The priest sat beside the boy. He was a big man with huge ears that had earned him the nickname Floppy. There was a bit of chitchat, then he leaned in. “His whole face was sort of wrapping around me and just blotting out everything else,” Gorman recalls. “I had shorts on and he put his hands on to my penis.”
Gorman did not move or cry out. He did not understand what was happening, but registered Finegan’s big red face, his breath and a smell of cigarettes. “I just froze, I was just so scared.”
Gorman stared at the floor, at Finegan’s big black shoes. He could hear voices from the corridor, but instead of hoping for rescue, he feared discovery. “I was afraid that someone would open the door and I would be blamed for what he was doing. What would they say? How would I ever live this down? It was: ‘Please don’t come in.’”

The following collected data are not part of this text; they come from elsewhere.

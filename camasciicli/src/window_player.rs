use camascii::{display::Window, error::Error, live::CallbackState};
use tracing::warn;

/// Milliseconds to wait for a key press between frames.
const KEY_POLL_MS: i32 = 1;

pub struct WindowPlayer {
    window: Window,
}

impl WindowPlayer {
    pub fn open(title: &str) -> Result<Self, Error> {
        Ok(Self {
            window: Window::open(title)?,
        })
    }

    pub fn callback(&self) -> impl FnMut(CallbackState) -> bool {
        |CallbackState {
             canvas,
             is_new,
             ..
         }| {
            step(
                || if is_new { self.window.show(canvas) } else { Ok(()) },
                || self.window.poll_exit(KEY_POLL_MS),
            )
        }
    }
}

/// Shows one frame and polls for an exit key. Returns whether playback goes
/// on; a window that can no longer show frames ends it.
fn step(
    show: impl FnOnce() -> Result<(), Error>,
    poll_exit: impl FnOnce() -> Result<bool, Error>,
) -> bool {
    if let Err(e) = show() {
        warn!("failed to show frame: {e}");
        return false;
    }

    match poll_exit() {
        Ok(exit) => !exit,
        Err(e) => {
            warn!("failed to poll keys: {e}");
            false
        }
    }
}

#[cfg(test)]
mod tests {
    use super::*;

    fn window_gone() -> Error {
        Error::Capture("window closed".into())
    }

    #[test]
    fn show_failure_stops_playback_without_polling() {
        let mut polled = false;
        let keep_going = step(
            || Err(window_gone()),
            || {
                polled = true;
                Ok(false)
            },
        );
        assert!(!keep_going);
        assert!(!polled);
    }

    #[test]
    fn playback_follows_the_exit_key() {
        assert!(step(|| Ok(()), || Ok(false)));
        assert!(!step(|| Ok(()), || Ok(true)));
    }

    #[test]
    fn poll_failure_stops_playback() {
        assert!(!step(|| Ok(()), || Err(window_gone())));
    }
}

And so it began: a harrowing cycle of molestation and rape in which a predatory paedophile hunted a child who blamed himself for assaults he could not comprehend or explain; a depraved game of cat-and-mouse where the mouse had nowhere to run. Sometimes Finegan summoned Gorman to his room, other times he cornered him elsewhere.
“I never felt safe because Finegan just went about the school as if he was untouchable,” says Gorman. “The abuse was relentless. Even the days that nothing happened I would hear voices and think it was him coming round the corner. I just felt in his clutches all the time that I was in that place.”
And yet Gorman survived – at terrible cost to himself and his family – and in time became the mouse that roared. He exposed Finegan and, after a long battle, compelled the Catholic church to acknowledge the abuse, etching a notable victory in the grim history of clerical abuse scandals on the island of Ireland.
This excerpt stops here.